## RECORDS SHOWN
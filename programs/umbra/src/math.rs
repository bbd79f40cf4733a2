use anchor_lang::prelude::*;
use crate::errors::AmmError;
use crate::constants::*;

/// Integer square root using Babylonian method (floor)
pub fn sqrt(y: u128) -> Result<u64> {
    if y == 0 {
        return Ok(0);
    }

    // (y + 1) / 2 without overflowing at u128::MAX
    let mut z = y / 2 + (y & 1);
    let mut x = y;

    while z < x {
        x = z;
        z = (y / z + z) / 2;
    }

    u64::try_from(x).map_err(|_| error!(AmmError::Overflow))
}

/// floor(x * y / d), exact even when x * y exceeds u128
///
/// Falls back to splitting y into 32-bit halves, which needs x and d below 2^96.
pub fn mul_div_floor(x: u128, y: u64, d: u128) -> Option<u128> {
    if d == 0 {
        return None;
    }
    match x.checked_mul(y as u128) {
        Some(product) => Some(product / d),
        None => split_mul_div(x, y, d),
    }
}

fn split_mul_div(x: u128, y: u64, d: u128) -> Option<u128> {
    if x >> 96 != 0 || d >> 96 != 0 {
        return None;
    }

    let y_hi = (y >> 32) as u128;
    let y_lo = (y & 0xFFFF_FFFF) as u128;

    // x * y = (q_hi * d + r_hi) * 2^32 + x * y_lo
    let hi = x * y_hi;
    let (q_hi, r_hi) = (hi / d, hi % d);
    let rest = (r_hi << 32).checked_add(x * y_lo)?;

    q_hi.checked_mul(1u128 << 32)?.checked_add(rest / d)
}

/// Calculate output amount for a swap
///
/// Formula: amount_out = (amount_in_with_fee * reserve_out) / (reserve_in * 1000 + amount_in_with_fee)
/// where amount_in_with_fee = amount_in * 997
pub fn get_amount_out(amount_in: u64, reserve_in: u64, reserve_out: u64) -> Result<u64> {
    require!(amount_in > 0, AmmError::ZeroAmount);
    require!(reserve_in > 0 && reserve_out > 0, AmmError::InsufficientLiquidity);

    let amount_in_with_fee = (amount_in as u128)
        .checked_mul(FEE_NUMERATOR as u128)
        .ok_or(AmmError::Overflow)?;

    let denominator = (reserve_in as u128)
        .checked_mul(FEE_DENOMINATOR as u128)
        .ok_or(AmmError::Overflow)?
        .checked_add(amount_in_with_fee)
        .ok_or(AmmError::Overflow)?;

    let amount_out = mul_div_floor(amount_in_with_fee, reserve_out, denominator)
        .ok_or(AmmError::Overflow)?;

    require!(amount_out > 0, AmmError::InsufficientOutput);

    u64::try_from(amount_out).map_err(|_| error!(AmmError::Overflow))
}

/// Portion of the input retained by the pool as fee (for statistics)
pub fn fee_amount(amount_in: u64) -> u64 {
    let priced = (amount_in as u128) * (FEE_NUMERATOR as u128) / (FEE_DENOMINATOR as u128);
    // priced <= amount_in since FEE_NUMERATOR < FEE_DENOMINATOR
    amount_in - priced as u64
}

/// Calculate liquidity shares for the first deposit into an empty pool
///
/// Requires amount_a == amount_b * 2, mints sqrt(amount_a * amount_b)
pub fn calculate_bootstrap_liquidity(amount_a: u64, amount_b: u64) -> Result<u128> {
    require!(amount_a > 0 && amount_b > 0, AmmError::ZeroAmount);

    let expected_a = (amount_b as u128)
        .checked_mul(BOOTSTRAP_PRICE_RATIO as u128)
        .ok_or(AmmError::Overflow)?;
    require!(
        amount_a as u128 == expected_a,
        AmmError::InvalidBootstrapRatio
    );

    let product = (amount_a as u128)
        .checked_mul(amount_b as u128)
        .ok_or(AmmError::Overflow)?;

    let liquidity = sqrt(product)? as u128;

    require!(liquidity > 0, AmmError::ZeroLiquidity);

    Ok(liquidity)
}

/// Calculate liquidity shares to mint for subsequent deposits
///
/// Formula: min(
///   amount_a * total_shares / reserve_a,
///   amount_b * total_shares / reserve_b
/// )
pub fn calculate_liquidity_to_mint(
    amount_a: u64,
    amount_b: u64,
    reserve_a: u64,
    reserve_b: u64,
    total_shares: u128,
) -> Result<u128> {
    require!(amount_a > 0 && amount_b > 0, AmmError::ZeroAmount);
    require!(reserve_a > 0 && reserve_b > 0, AmmError::NoLiquidity);
    require!(total_shares > 0, AmmError::NoLiquidity);

    // Exact proportionality: amount_a / amount_b == reserve_a / reserve_b
    let lhs = (amount_a as u128)
        .checked_mul(reserve_b as u128)
        .ok_or(AmmError::Overflow)?;
    let rhs = (amount_b as u128)
        .checked_mul(reserve_a as u128)
        .ok_or(AmmError::Overflow)?;
    require!(lhs == rhs, AmmError::InvalidRatio);

    let liquidity_a = mul_div_floor(total_shares, amount_a, reserve_a as u128)
        .ok_or(AmmError::Overflow)?;

    let liquidity_b = mul_div_floor(total_shares, amount_b, reserve_b as u128)
        .ok_or(AmmError::Overflow)?;

    // Return minimum to prevent dilution
    let liquidity = std::cmp::min(liquidity_a, liquidity_b);

    require!(liquidity > 0, AmmError::ZeroLiquidity);

    Ok(liquidity)
}

/// Calculate token amounts to return when burning liquidity
///
/// Formula:
///   amount_a = reserve_a * liquidity / total_shares
///   amount_b = reserve_b * liquidity / total_shares
pub fn calculate_amounts_for_liquidity(
    liquidity: u128,
    reserve_a: u64,
    reserve_b: u64,
    total_shares: u128,
) -> Result<(u64, u64)> {
    require!(liquidity > 0, AmmError::ZeroLiquidity);
    require!(total_shares > 0, AmmError::NoLiquidity);
    require!(liquidity <= total_shares, AmmError::InsufficientShares);

    let amount_a = mul_div_floor(liquidity, reserve_a, total_shares)
        .ok_or(AmmError::Overflow)?;

    let amount_b = mul_div_floor(liquidity, reserve_b, total_shares)
        .ok_or(AmmError::Overflow)?;

    require!(amount_a > 0 && amount_b > 0, AmmError::ZeroOutput);

    let amount_a = u64::try_from(amount_a).map_err(|_| error!(AmmError::Overflow))?;
    let amount_b = u64::try_from(amount_b).map_err(|_| error!(AmmError::Overflow))?;

    Ok((amount_a, amount_b))
}

/// Verify invariant k does not decrease after swap
pub fn verify_invariant(
    old_reserve_a: u64,
    old_reserve_b: u64,
    new_reserve_a: u64,
    new_reserve_b: u64,
) -> Result<()> {
    let k_old = (old_reserve_a as u128) * (old_reserve_b as u128);
    let k_new = (new_reserve_a as u128) * (new_reserve_b as u128);

    require!(k_new >= k_old, AmmError::InvariantViolation);

    Ok(())
}

#[cfg(test)]
mod tests {
    use super::*;
    use crate::test_utils::assert_amm_error;
    use proptest::prelude::*;

    #[test]
    fn sqrt_floors() {
        assert_eq!(sqrt(0).unwrap(), 0);
        assert_eq!(sqrt(1).unwrap(), 1);
        assert_eq!(sqrt(2).unwrap(), 1);
        assert_eq!(sqrt(3).unwrap(), 1);
        assert_eq!(sqrt(4).unwrap(), 2);
        assert_eq!(sqrt(2_000_000_000_000).unwrap(), 1_414_213);
        let max = (u64::MAX as u128) * (u64::MAX as u128);
        assert_eq!(sqrt(max).unwrap(), u64::MAX);
        assert_eq!(sqrt(u128::MAX).unwrap(), u64::MAX);
    }

    #[test]
    fn mul_div_past_u128() {
        assert_eq!(mul_div_floor(10, 7, 3), Some(23));
        assert_eq!(mul_div_floor(1, 1, 0), None);
        // 2^90 * 2^63 / 2^80
        assert_eq!(mul_div_floor(1 << 90, 1 << 63, 1 << 80), Some(1 << 73));
        assert_eq!(mul_div_floor(1 << 100, u64::MAX, 3), None);
    }

    #[test]
    fn bootstrap_mints_geometric_mean() {
        let liquidity = calculate_bootstrap_liquidity(2_000_000, 1_000_000).unwrap();
        assert_eq!(liquidity, 1_414_213);

        // smallest legal deposit
        assert_eq!(calculate_bootstrap_liquidity(2, 1).unwrap(), 1);
    }

    #[test]
    fn bootstrap_rejects_other_ratios() {
        assert_amm_error(
            calculate_bootstrap_liquidity(1_000_000, 1_000_000),
            AmmError::InvalidBootstrapRatio,
        );
        assert_amm_error(
            calculate_bootstrap_liquidity(2_000_001, 1_000_000),
            AmmError::InvalidBootstrapRatio,
        );
        assert_amm_error(calculate_bootstrap_liquidity(0, 0), AmmError::ZeroAmount);
    }

    #[test]
    fn bootstrap_ratio_does_not_overflow_on_large_b() {
        // amount_b * 2 exceeds u64, so no u64 amount_a can match it
        assert_amm_error(
            calculate_bootstrap_liquidity(u64::MAX, u64::MAX / 2 + 1),
            AmmError::InvalidBootstrapRatio,
        );
    }

    #[test]
    fn proportional_deposit_mints_min_share() {
        // Pool: 2000 A, 1000 B, 1414 shares; deposit 10%
        let liquidity = calculate_liquidity_to_mint(200, 100, 2_000, 1_000, 1_414).unwrap();
        assert_eq!(liquidity, 141);
    }

    #[test]
    fn off_ratio_deposit_rejected() {
        assert_amm_error(
            calculate_liquidity_to_mint(201, 100, 2_000, 1_000, 1_414),
            AmmError::InvalidRatio,
        );
    }

    #[test]
    fn dust_deposit_mints_nothing() {
        // 2 A + 1 B against a deep pool with few shares rounds to zero
        assert_amm_error(
            calculate_liquidity_to_mint(2, 1, 2_000_000, 1_000_000, 1_000),
            AmmError::ZeroLiquidity,
        );
    }

    #[test]
    fn burn_returns_pro_rata_amounts() {
        let (a, b) = calculate_amounts_for_liquidity(100, 1_000, 2_000, 500).unwrap();
        assert_eq!((a, b), (200, 400));
    }

    #[test]
    fn burn_rejects_dust_and_excess() {
        assert_amm_error(
            calculate_amounts_for_liquidity(0, 1_000, 2_000, 500),
            AmmError::ZeroLiquidity,
        );
        assert_amm_error(
            calculate_amounts_for_liquidity(501, 1_000, 2_000, 500),
            AmmError::InsufficientShares,
        );
        assert_amm_error(
            calculate_amounts_for_liquidity(1, 1, 2_000, 500),
            AmmError::ZeroOutput,
        );
    }

    #[test]
    fn swap_quote_matches_fee_formula() {
        // 500_000 * 997 * 1_000_000 / (2_000_000 * 1000 + 500_000 * 997)
        assert_eq!(get_amount_out(500_000, 2_000_000, 1_000_000).unwrap(), 199_519);
    }

    #[test]
    fn swap_quote_rejections() {
        assert_amm_error(get_amount_out(0, 10, 10), AmmError::ZeroAmount);
        assert_amm_error(get_amount_out(5, 0, 10), AmmError::InsufficientLiquidity);
        assert_amm_error(get_amount_out(5, 10, 0), AmmError::InsufficientLiquidity);
        // 1 * 997 * 1 / (1_000_000 * 1000 + 997) == 0
        assert_amm_error(get_amount_out(1, 1_000_000, 1), AmmError::InsufficientOutput);
    }

    #[test]
    fn swap_quote_handles_full_width_inputs() {
        let out = get_amount_out(u64::MAX, u64::MAX, u64::MAX).unwrap();
        assert!(out < u64::MAX);
    }

    #[test]
    fn fee_amount_rounds_in_favour_of_pool() {
        assert_eq!(fee_amount(1_000), 3);
        assert_eq!(fee_amount(500_000), 1_500);
        assert_eq!(fee_amount(1), 1);
    }

    #[test]
    fn invariant_check() {
        assert!(verify_invariant(100, 100, 110, 91).is_ok());
        assert_amm_error(verify_invariant(100, 100, 110, 90), AmmError::InvariantViolation);
    }

    proptest! {
        #[test]
        fn swap_never_decreases_product(
            reserve_in in 1u64..(1u64 << 62),
            reserve_out in 1u64..(1u64 << 62),
            amount_in in 1u64..(1u64 << 62),
        ) {
            if let Ok(amount_out) = get_amount_out(amount_in, reserve_in, reserve_out) {
                prop_assert!(amount_out < reserve_out);

                let unfeed_max = (amount_in as u128) * (reserve_out as u128) / (reserve_in as u128);
                prop_assert!(amount_out as u128 <= unfeed_max);

                let k_old = (reserve_in as u128) * (reserve_out as u128);
                let k_new = (reserve_in as u128 + amount_in as u128)
                    * (reserve_out as u128 - amount_out as u128);
                prop_assert!(k_new >= k_old);
            }
        }

        #[test]
        fn split_mul_div_agrees_with_direct(
            x in 0u128..(1u128 << 64),
            y in any::<u64>(),
            d in 1u128..(1u128 << 64),
        ) {
            prop_assert_eq!(split_mul_div(x, y, d), Some(x * y as u128 / d));
        }

        #[test]
        fn minted_shares_never_exceed_either_side(
            reserve_b in 1u64..(1u64 << 40),
            deposit_b in 1u64..(1u64 << 20),
            total_shares in 1u128..(1u128 << 60),
        ) {
            let reserve_a = reserve_b * 2;
            let deposit_a = deposit_b * 2;
            if let Ok(minted) = calculate_liquidity_to_mint(
                deposit_a, deposit_b, reserve_a, reserve_b, total_shares,
            ) {
                prop_assert!(minted <= deposit_a as u128 * total_shares / reserve_a as u128);
                prop_assert!(minted <= deposit_b as u128 * total_shares / reserve_b as u128);
            }
        }
    }
}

## EXERCISE BRIEF
The answer must consist of every line from the data that holds the string "Some".

## RESULT FOR THIS EXERCISE
        Some(product) => Some(product / d),
        assert_eq!(mul_div_floor(10, 7, 3), Some(23));
        assert_eq!(mul_div_floor(1 << 90, 1 << 63, 1 << 80), Some(1 << 73));
            prop_assert_eq!(split_mul_div(x, y, d), Some(x * y as u128 / d));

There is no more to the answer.